[[ Given data open ]]

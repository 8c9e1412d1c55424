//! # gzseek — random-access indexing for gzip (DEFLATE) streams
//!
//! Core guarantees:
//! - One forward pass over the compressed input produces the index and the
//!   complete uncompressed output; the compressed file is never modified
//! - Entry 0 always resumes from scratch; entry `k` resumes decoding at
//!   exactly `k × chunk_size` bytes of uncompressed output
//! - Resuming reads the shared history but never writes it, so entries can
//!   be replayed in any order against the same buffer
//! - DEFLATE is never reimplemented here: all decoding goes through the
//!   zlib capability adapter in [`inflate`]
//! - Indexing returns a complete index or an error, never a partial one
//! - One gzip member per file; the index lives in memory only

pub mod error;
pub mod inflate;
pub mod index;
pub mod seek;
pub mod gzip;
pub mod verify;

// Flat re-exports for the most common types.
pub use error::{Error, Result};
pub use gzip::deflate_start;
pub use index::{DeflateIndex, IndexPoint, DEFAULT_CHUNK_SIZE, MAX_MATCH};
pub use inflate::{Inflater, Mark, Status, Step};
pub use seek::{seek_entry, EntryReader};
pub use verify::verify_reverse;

[[ Given data closed ]]
[[ Given data open ]]

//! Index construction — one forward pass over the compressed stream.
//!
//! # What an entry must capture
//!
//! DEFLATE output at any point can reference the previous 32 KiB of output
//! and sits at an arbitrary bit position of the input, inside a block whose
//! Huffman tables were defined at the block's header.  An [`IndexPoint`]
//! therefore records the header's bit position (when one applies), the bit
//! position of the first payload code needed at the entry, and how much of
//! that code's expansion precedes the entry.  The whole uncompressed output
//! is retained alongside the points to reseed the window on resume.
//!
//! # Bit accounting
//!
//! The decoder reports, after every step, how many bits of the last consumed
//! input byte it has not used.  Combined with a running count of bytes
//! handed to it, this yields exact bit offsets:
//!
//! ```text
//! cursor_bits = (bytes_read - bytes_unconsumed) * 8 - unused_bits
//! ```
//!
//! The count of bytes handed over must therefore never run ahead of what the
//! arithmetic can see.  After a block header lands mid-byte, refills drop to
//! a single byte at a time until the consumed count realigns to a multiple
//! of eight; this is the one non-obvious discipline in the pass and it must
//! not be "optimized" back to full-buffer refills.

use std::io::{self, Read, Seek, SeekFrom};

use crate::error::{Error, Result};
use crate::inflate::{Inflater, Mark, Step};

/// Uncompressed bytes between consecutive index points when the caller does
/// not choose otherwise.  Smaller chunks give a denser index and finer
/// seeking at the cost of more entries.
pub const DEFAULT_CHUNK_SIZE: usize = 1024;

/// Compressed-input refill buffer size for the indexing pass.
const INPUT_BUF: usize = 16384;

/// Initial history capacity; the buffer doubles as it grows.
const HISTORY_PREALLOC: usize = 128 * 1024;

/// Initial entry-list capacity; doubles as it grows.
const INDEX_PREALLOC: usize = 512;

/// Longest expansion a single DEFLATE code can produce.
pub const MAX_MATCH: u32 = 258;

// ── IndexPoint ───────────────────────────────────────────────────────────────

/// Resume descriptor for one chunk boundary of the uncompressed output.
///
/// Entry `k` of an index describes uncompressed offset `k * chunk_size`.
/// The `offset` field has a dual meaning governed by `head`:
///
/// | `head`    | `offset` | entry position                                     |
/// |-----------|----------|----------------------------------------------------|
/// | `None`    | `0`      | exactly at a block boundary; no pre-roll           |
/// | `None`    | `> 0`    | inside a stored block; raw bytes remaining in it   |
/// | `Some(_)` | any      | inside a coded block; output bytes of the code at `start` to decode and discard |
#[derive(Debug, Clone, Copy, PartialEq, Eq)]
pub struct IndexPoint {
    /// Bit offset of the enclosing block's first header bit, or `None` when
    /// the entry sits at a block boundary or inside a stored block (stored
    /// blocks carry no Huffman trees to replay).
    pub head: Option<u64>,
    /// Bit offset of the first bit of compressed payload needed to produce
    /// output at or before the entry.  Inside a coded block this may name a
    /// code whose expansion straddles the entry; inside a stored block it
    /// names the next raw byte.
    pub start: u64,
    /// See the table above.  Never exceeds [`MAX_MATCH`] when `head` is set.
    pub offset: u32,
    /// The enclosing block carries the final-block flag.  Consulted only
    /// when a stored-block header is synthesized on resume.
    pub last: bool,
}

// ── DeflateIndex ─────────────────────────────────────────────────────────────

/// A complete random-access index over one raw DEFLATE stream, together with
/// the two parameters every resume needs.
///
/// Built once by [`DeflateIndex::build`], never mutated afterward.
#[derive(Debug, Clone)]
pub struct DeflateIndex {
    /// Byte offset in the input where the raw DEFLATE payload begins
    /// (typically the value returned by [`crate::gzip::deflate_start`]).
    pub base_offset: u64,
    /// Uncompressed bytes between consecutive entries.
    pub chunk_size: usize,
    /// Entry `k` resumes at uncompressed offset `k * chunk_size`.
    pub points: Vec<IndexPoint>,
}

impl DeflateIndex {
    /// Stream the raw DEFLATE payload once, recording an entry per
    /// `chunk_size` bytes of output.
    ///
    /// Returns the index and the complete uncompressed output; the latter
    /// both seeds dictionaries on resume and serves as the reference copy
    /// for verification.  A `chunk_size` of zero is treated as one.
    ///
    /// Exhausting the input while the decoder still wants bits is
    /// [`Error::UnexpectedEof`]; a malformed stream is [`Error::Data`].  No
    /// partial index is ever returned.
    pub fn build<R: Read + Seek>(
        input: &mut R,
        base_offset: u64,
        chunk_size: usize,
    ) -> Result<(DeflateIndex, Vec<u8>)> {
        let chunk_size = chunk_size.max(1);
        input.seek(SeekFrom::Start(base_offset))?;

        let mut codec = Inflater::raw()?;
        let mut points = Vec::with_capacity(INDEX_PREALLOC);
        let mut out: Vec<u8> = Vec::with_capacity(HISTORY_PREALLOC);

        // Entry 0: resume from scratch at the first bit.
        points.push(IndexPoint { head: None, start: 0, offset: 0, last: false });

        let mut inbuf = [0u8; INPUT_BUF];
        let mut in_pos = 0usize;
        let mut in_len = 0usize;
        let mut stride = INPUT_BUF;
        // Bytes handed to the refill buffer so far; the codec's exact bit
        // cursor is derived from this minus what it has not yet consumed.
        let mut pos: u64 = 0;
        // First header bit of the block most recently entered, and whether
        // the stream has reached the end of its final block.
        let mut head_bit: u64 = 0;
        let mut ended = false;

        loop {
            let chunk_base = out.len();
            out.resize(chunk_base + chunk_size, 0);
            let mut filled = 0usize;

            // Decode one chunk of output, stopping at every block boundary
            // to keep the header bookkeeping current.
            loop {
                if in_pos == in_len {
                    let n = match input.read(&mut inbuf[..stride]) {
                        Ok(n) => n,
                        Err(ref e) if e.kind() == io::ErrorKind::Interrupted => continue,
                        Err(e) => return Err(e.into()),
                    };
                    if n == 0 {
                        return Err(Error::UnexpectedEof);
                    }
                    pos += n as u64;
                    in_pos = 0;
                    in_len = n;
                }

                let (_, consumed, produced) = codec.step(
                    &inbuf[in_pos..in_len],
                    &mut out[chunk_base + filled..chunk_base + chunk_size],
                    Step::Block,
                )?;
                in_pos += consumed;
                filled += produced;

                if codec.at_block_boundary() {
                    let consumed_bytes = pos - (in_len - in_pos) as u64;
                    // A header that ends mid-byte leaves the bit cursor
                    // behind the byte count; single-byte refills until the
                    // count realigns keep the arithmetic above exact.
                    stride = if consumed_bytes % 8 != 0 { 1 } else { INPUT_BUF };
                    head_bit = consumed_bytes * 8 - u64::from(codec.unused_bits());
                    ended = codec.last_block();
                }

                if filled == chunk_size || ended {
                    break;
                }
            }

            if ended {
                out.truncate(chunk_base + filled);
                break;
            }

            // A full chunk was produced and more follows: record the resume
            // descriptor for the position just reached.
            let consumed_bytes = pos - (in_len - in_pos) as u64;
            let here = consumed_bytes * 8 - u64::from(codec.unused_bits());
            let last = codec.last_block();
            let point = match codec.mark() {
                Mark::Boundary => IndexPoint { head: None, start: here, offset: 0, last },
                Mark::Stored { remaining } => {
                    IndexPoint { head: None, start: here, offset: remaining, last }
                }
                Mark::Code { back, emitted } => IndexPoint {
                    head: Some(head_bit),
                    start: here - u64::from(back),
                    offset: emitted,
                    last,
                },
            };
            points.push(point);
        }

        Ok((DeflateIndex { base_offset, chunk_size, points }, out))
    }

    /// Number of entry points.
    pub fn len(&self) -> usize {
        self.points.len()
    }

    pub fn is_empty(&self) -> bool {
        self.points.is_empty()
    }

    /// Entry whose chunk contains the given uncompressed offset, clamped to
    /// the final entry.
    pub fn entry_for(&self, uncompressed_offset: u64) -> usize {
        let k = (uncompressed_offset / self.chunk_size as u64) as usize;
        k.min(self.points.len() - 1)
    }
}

[[ Given data closed ]]

◆ What is required
Only lines holding the word "Huffman" are wanted; list them all from the material.

◆ Task response
//! Huffman tables were defined at the block's header.  An [`IndexPoint`]
    /// blocks carry no Huffman trees to replay).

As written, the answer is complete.